━━━━━ SUPPLIED ENTRIES ━━━━━
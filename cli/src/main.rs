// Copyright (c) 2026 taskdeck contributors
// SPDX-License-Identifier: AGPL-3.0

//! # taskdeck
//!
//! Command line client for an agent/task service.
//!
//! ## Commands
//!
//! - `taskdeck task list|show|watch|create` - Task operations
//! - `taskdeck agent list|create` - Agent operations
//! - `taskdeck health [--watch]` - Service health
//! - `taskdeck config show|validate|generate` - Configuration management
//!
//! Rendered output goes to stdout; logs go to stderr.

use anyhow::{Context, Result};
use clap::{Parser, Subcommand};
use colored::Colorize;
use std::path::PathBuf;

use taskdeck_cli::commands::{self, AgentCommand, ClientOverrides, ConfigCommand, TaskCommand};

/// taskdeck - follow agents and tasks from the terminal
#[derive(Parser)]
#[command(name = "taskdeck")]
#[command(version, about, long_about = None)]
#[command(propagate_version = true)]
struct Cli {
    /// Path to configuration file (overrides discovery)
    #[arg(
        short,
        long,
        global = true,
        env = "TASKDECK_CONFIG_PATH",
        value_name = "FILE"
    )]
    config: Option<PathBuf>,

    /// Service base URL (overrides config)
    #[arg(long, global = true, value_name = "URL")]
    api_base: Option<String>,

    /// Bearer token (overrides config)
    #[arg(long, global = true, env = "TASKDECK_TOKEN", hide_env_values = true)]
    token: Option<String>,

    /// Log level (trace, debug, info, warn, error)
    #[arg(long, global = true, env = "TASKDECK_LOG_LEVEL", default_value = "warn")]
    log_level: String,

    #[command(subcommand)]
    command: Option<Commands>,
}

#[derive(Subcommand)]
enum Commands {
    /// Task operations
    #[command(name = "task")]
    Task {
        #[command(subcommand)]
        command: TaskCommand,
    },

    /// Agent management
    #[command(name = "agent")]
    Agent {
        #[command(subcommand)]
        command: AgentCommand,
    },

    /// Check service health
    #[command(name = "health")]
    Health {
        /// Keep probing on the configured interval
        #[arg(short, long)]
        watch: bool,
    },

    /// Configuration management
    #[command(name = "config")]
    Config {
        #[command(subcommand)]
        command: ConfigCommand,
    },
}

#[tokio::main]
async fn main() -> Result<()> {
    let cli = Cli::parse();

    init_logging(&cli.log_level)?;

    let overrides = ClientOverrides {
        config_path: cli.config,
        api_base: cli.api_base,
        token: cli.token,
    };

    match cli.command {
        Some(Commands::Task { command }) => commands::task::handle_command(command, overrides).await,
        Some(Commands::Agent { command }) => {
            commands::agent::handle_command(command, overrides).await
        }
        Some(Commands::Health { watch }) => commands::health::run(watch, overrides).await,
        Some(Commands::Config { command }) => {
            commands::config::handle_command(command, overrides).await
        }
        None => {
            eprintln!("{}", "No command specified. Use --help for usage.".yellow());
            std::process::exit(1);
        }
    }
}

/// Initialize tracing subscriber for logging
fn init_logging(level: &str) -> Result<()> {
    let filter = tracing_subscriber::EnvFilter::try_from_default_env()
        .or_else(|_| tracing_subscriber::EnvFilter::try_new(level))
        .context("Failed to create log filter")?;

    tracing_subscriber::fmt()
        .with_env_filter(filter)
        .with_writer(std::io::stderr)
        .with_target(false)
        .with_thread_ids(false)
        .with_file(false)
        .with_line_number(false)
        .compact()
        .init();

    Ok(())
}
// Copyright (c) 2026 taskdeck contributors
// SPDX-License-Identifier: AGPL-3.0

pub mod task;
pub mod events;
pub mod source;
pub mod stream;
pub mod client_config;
━━━━━
EXERCISE: Could you restate every record word for word?

RESPONSE:
filename cli/src/main.rs
// Copyright (c) 2026 taskdeck contributors
// SPDX-License-Identifier: AGPL-3.0

//! # taskdeck
//!
//! Command line client for an agent/task service.
//!
//! ## Commands
//!
//! - `taskdeck task list|show|watch|create` - Task operations
//! - `taskdeck agent list|create` - Agent operations
//! - `taskdeck health [--watch]` - Service health
//! - `taskdeck config show|validate|generate` - Configuration management
//!
//! Rendered output goes to stdout; logs go to stderr.

use anyhow::{Context, Result};
use clap::{Parser, Subcommand};
use colored::Colorize;
use std::path::PathBuf;

use taskdeck_cli::commands::{self, AgentCommand, ClientOverrides, ConfigCommand, TaskCommand};

/// taskdeck - follow agents and tasks from the terminal
#[derive(Parser)]
#[command(name = "taskdeck")]
#[command(version, about, long_about = None)]
#[command(propagate_version = true)]
struct Cli {
    /// Path to configuration file (overrides discovery)
    #[arg(
        short,
        long,
        global = true,
        env = "TASKDECK_CONFIG_PATH",
        value_name = "FILE"
    )]
    config: Option<PathBuf>,

    /// Service base URL (overrides config)
    #[arg(long, global = true, value_name = "URL")]
    api_base: Option<String>,

    /// Bearer token (overrides config)
    #[arg(long, global = true, env = "TASKDECK_TOKEN", hide_env_values = true)]
    token: Option<String>,

    /// Log level (trace, debug, info, warn, error)
    #[arg(long, global = true, env = "TASKDECK_LOG_LEVEL", default_value = "warn")]
    log_level: String,

    #[command(subcommand)]
    command: Option<Commands>,
}

#[derive(Subcommand)]
enum Commands {
    /// Task operations
    #[command(name = "task")]
    Task {
        #[command(subcommand)]
        command: TaskCommand,
    },

    /// Agent management
    #[command(name = "agent")]
    Agent {
        #[command(subcommand)]
        command: AgentCommand,
    },

    /// Check service health
    #[command(name = "health")]
    Health {
        /// Keep probing on the configured interval
        #[arg(short, long)]
        watch: bool,
    },

    /// Configuration management
    #[command(name = "config")]
    Config {
        #[command(subcommand)]
        command: ConfigCommand,
    },
}

#[tokio::main]
async fn main() -> Result<()> {
    let cli = Cli::parse();

    init_logging(&cli.log_level)?;

    let overrides = ClientOverrides {
        config_path: cli.config,
        api_base: cli.api_base,
        token: cli.token,
    };

    match cli.command {
        Some(Commands::Task { command }) => commands::task::handle_command(command, overrides).await,
        Some(Commands::Agent { command }) => {
            commands::agent::handle_command(command, overrides).await
        }
        Some(Commands::Health { watch }) => commands::health::run(watch, overrides).await,
        Some(Commands::Config { command }) => {
            commands::config::handle_command(command, overrides).await
        }
        None => {
            eprintln!("{}", "No command specified. Use --help for usage.".yellow());
            std::process::exit(1);
        }
    }
}

/// Initialize tracing subscriber for logging
fn init_logging(level: &str) -> Result<()> {
    let filter = tracing_subscriber::EnvFilter::try_from_default_env()
        .or_else(|_| tracing_subscriber::EnvFilter::try_new(level))
        .context("Failed to create log filter")?;

    tracing_subscriber::fmt()
        .with_env_filter(filter)
        .with_writer(std::io::stderr)
        .with_target(false)
        .with_thread_ids(false)
        .with_file(false)
        .with_line_number(false)
        .compact()
        .init();

    Ok(())
}
// Copyright (c) 2026 taskdeck contributors
// SPDX-License-Identifier: AGPL-3.0

pub mod task;
pub mod events;
pub mod source;
pub mod stream;
pub mod client_config;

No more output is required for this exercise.